> **PROBLEM TO SOLVE**: Could you print every record exactly as it stands?

Excerpts from a dataset
§ §

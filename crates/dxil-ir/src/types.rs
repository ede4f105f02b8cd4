use std::fmt;

use crate::arena::Id;

pub type StructId = Id<StructType>;

#[derive(Debug, Clone, Copy, PartialEq, Eq, Hash)]
pub enum ScalarType {
    I1,
    I16,
    I32,
    I64,
    F16,
    F32,
    F64,
}

impl ScalarType {
    pub fn is_float(self) -> bool {
        matches!(self, ScalarType::F16 | ScalarType::F32 | ScalarType::F64)
    }

    pub fn is_int(self) -> bool {
        !self.is_float()
    }

    pub fn bits(self) -> u32 {
        match self {
            ScalarType::I1 => 1,
            ScalarType::I16 | ScalarType::F16 => 16,
            ScalarType::I32 | ScalarType::F32 => 32,
            ScalarType::I64 | ScalarType::F64 => 64,
        }
    }

    /// Name used in textual IR and in intrinsic overload suffixes.
    pub fn name(self) -> &'static str {
        match self {
            ScalarType::I1 => "i1",
            ScalarType::I16 => "i16",
            ScalarType::I32 => "i32",
            ScalarType::I64 => "i64",
            ScalarType::F16 => "half",
            ScalarType::F32 => "float",
            ScalarType::F64 => "double",
        }
    }

    fn mangled(self) -> &'static str {
        match self {
            ScalarType::F16 => "f16",
            ScalarType::F32 => "f32",
            ScalarType::F64 => "f64",
            int => int.name(),
        }
    }
}

/// First-class type of a value.
///
/// Aggregates are referenced through [`StructId`] so that `Type` stays `Copy`; resolve them
/// with [`crate::Module::struct_type`].
#[derive(Debug, Clone, Copy, PartialEq, Eq, Hash)]
pub enum Type {
    Void,
    Scalar(ScalarType),
    /// Fixed-length vector.
    Vector(ScalarType, u32),
    /// Opaque pointer.
    Ptr,
    Struct(StructId),
}

impl Type {
    pub const I1: Type = Type::Scalar(ScalarType::I1);
    pub const I32: Type = Type::Scalar(ScalarType::I32);
    pub const I64: Type = Type::Scalar(ScalarType::I64);
    pub const F32: Type = Type::Scalar(ScalarType::F32);

    /// Element type of a scalar or vector type.
    pub fn scalar_type(self) -> Option<ScalarType> {
        match self {
            Type::Scalar(s) | Type::Vector(s, _) => Some(s),
            _ => None,
        }
    }

    pub fn vector_len(self) -> Option<u32> {
        match self {
            Type::Vector(_, n) => Some(n),
            _ => None,
        }
    }

    pub fn is_vector(self) -> bool {
        matches!(self, Type::Vector(..))
    }

    pub fn is_int_or_int_vector(self) -> bool {
        self.scalar_type().is_some_and(ScalarType::is_int)
    }

    pub fn is_float_or_float_vector(self) -> bool {
        self.scalar_type().is_some_and(ScalarType::is_float)
    }

    /// The same shape with `scalar` elements (`<3 x float>` -> `<3 x i1>`).
    pub fn with_scalar(self, scalar: ScalarType) -> Type {
        match self {
            Type::Vector(_, n) => Type::Vector(scalar, n),
            _ => Type::Scalar(scalar),
        }
    }

    /// Overload suffix used in intrinsic names: `i32`, `f32`, `v3i32`, `v4f16`.
    pub fn mangled_suffix(self) -> String {
        match self {
            Type::Void => "isVoid".to_owned(),
            Type::Scalar(s) => s.mangled().to_owned(),
            Type::Vector(s, n) => format!("v{n}{}", s.mangled()),
            Type::Ptr => "p0".to_owned(),
            Type::Struct(id) => format!("s{}", id.index()),
        }
    }
}

/// A struct type. Named structs are unique by name, literal structs by field list.
#[derive(Debug, Clone, PartialEq, Eq)]
pub struct StructType {
    pub name: Option<String>,
    pub fields: Vec<Type>,
}

#[derive(Debug, Clone, PartialEq, Eq, Hash)]
pub struct FunctionType {
    pub ret: Type,
    pub params: Vec<Type>,
}

impl FunctionType {
    pub fn new(ret: Type, params: impl Into<Vec<Type>>) -> Self {
        Self {
            ret,
            params: params.into(),
        }
    }
}

impl fmt::Display for ScalarType {
    fn fmt(&self, f: &mut fmt::Formatter<'_>) -> fmt::Result {
        f.write_str(self.name())
    }
}

#[cfg(test)]
mod tests {
    use super::*;

    #[test]
    fn mangled_suffixes() {
        assert_eq!(Type::I32.mangled_suffix(), "i32");
        assert_eq!(Type::Vector(ScalarType::I32, 3).mangled_suffix(), "v3i32");
        assert_eq!(Type::Vector(ScalarType::F16, 4).mangled_suffix(), "v4f16");
        assert_eq!(Type::F32.mangled_suffix(), "f32");
    }

    #[test]
    fn shape_helpers() {
        let v = Type::Vector(ScalarType::F32, 3);
        assert!(v.is_float_or_float_vector());
        assert!(!v.is_int_or_int_vector());
        assert_eq!(v.with_scalar(ScalarType::I1), Type::Vector(ScalarType::I1, 3));
        assert_eq!(Type::F32.with_scalar(ScalarType::I1), Type::I1);
        assert_eq!(Type::Ptr.scalar_type(), None);
    }
}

§ §

> **ANSWER BELOW**:
filename crates/dxil-ir/src/types.rs
repository ede4f105f02b8cd4
use std::fmt;

use crate::arena::Id;

pub type StructId = Id<StructType>;

#[derive(Debug, Clone, Copy, PartialEq, Eq, Hash)]
pub enum ScalarType {
    I1,
    I16,
    I32,
    I64,
    F16,
    F32,
    F64,
}

impl ScalarType {
    pub fn is_float(self) -> bool {
        matches!(self, ScalarType::F16 | ScalarType::F32 | ScalarType::F64)
    }

    pub fn is_int(self) -> bool {
        !self.is_float()
    }

    pub fn bits(self) -> u32 {
        match self {
            ScalarType::I1 => 1,
            ScalarType::I16 | ScalarType::F16 => 16,
            ScalarType::I32 | ScalarType::F32 => 32,
            ScalarType::I64 | ScalarType::F64 => 64,
        }
    }

    /// Name used in textual IR and in intrinsic overload suffixes.
    pub fn name(self) -> &'static str {
        match self {
            ScalarType::I1 => "i1",
            ScalarType::I16 => "i16",
            ScalarType::I32 => "i32",
            ScalarType::I64 => "i64",
            ScalarType::F16 => "half",
            ScalarType::F32 => "float",
            ScalarType::F64 => "double",
        }
    }

    fn mangled(self) -> &'static str {
        match self {
            ScalarType::F16 => "f16",
            ScalarType::F32 => "f32",
            ScalarType::F64 => "f64",
            int => int.name(),
        }
    }
}

/// First-class type of a value.
///
/// Aggregates are referenced through [`StructId`] so that `Type` stays `Copy`; resolve them
/// with [`crate::Module::struct_type`].
#[derive(Debug, Clone, Copy, PartialEq, Eq, Hash)]
pub enum Type {
    Void,
    Scalar(ScalarType),
    /// Fixed-length vector.
    Vector(ScalarType, u32),
    /// Opaque pointer.
    Ptr,
    Struct(StructId),
}

impl Type {
    pub const I1: Type = Type::Scalar(ScalarType::I1);
    pub const I32: Type = Type::Scalar(ScalarType::I32);
    pub const I64: Type = Type::Scalar(ScalarType::I64);
    pub const F32: Type = Type::Scalar(ScalarType::F32);

    /// Element type of a scalar or vector type.
    pub fn scalar_type(self) -> Option<ScalarType> {
        match self {
            Type::Scalar(s) | Type::Vector(s, _) => Some(s),
            _ => None,
        }
    }

    pub fn vector_len(self) -> Option<u32> {
        match self {
            Type::Vector(_, n) => Some(n),
            _ => None,
        }
    }

    pub fn is_vector(self) -> bool {
        matches!(self, Type::Vector(..))
    }

    pub fn is_int_or_int_vector(self) -> bool {
        self.scalar_type().is_some_and(ScalarType::is_int)
    }

    pub fn is_float_or_float_vector(self) -> bool {
        self.scalar_type().is_some_and(ScalarType::is_float)
    }

    /// The same shape with `scalar` elements (`<3 x float>` -> `<3 x i1>`).
    pub fn with_scalar(self, scalar: ScalarType) -> Type {
        match self {
            Type::Vector(_, n) => Type::Vector(scalar, n),
            _ => Type::Scalar(scalar),
        }
    }

    /// Overload suffix used in intrinsic names: `i32`, `f32`, `v3i32`, `v4f16`.
    pub fn mangled_suffix(self) -> String {
        match self {
            Type::Void => "isVoid".to_owned(),
            Type::Scalar(s) => s.mangled().to_owned(),
            Type::Vector(s, n) => format!("v{n}{}", s.mangled()),
            Type::Ptr => "p0".to_owned(),
            Type::Struct(id) => format!("s{}", id.index()),
        }
    }
}

/// A struct type. Named structs are unique by name, literal structs by field list.
#[derive(Debug, Clone, PartialEq, Eq)]
pub struct StructType {
    pub name: Option<String>,
    pub fields: Vec<Type>,
}

#[derive(Debug, Clone, PartialEq, Eq, Hash)]
pub struct FunctionType {
    pub ret: Type,
    pub params: Vec<Type>,
}

impl FunctionType {
    pub fn new(ret: Type, params: impl Into<Vec<Type>>) -> Self {
        Self {
            ret,
            params: params.into(),
        }
    }
}

impl fmt::Display for ScalarType {
    fn fmt(&self, f: &mut fmt::Formatter<'_>) -> fmt::Result {
        f.write_str(self.name())
    }
}

#[cfg(test)]
mod tests {
    use super::*;

    #[test]
    fn mangled_suffixes() {
        assert_eq!(Type::I32.mangled_suffix(), "i32");
        assert_eq!(Type::Vector(ScalarType::I32, 3).mangled_suffix(), "v3i32");
        assert_eq!(Type::Vector(ScalarType::F16, 4).mangled_suffix(), "v4f16");
        assert_eq!(Type::F32.mangled_suffix(), "f32");
    }

    #[test]
    fn shape_helpers() {
        let v = Type::Vector(ScalarType::F32, 3);
        assert!(v.is_float_or_float_vector());
        assert!(!v.is_int_or_int_vector());
        assert_eq!(v.with_scalar(ScalarType::I1), Type::Vector(ScalarType::I1, 3));
        assert_eq!(Type::F32.with_scalar(ScalarType::I1), Type::I1);
        assert_eq!(Type::Ptr.scalar_type(), None);
    }
}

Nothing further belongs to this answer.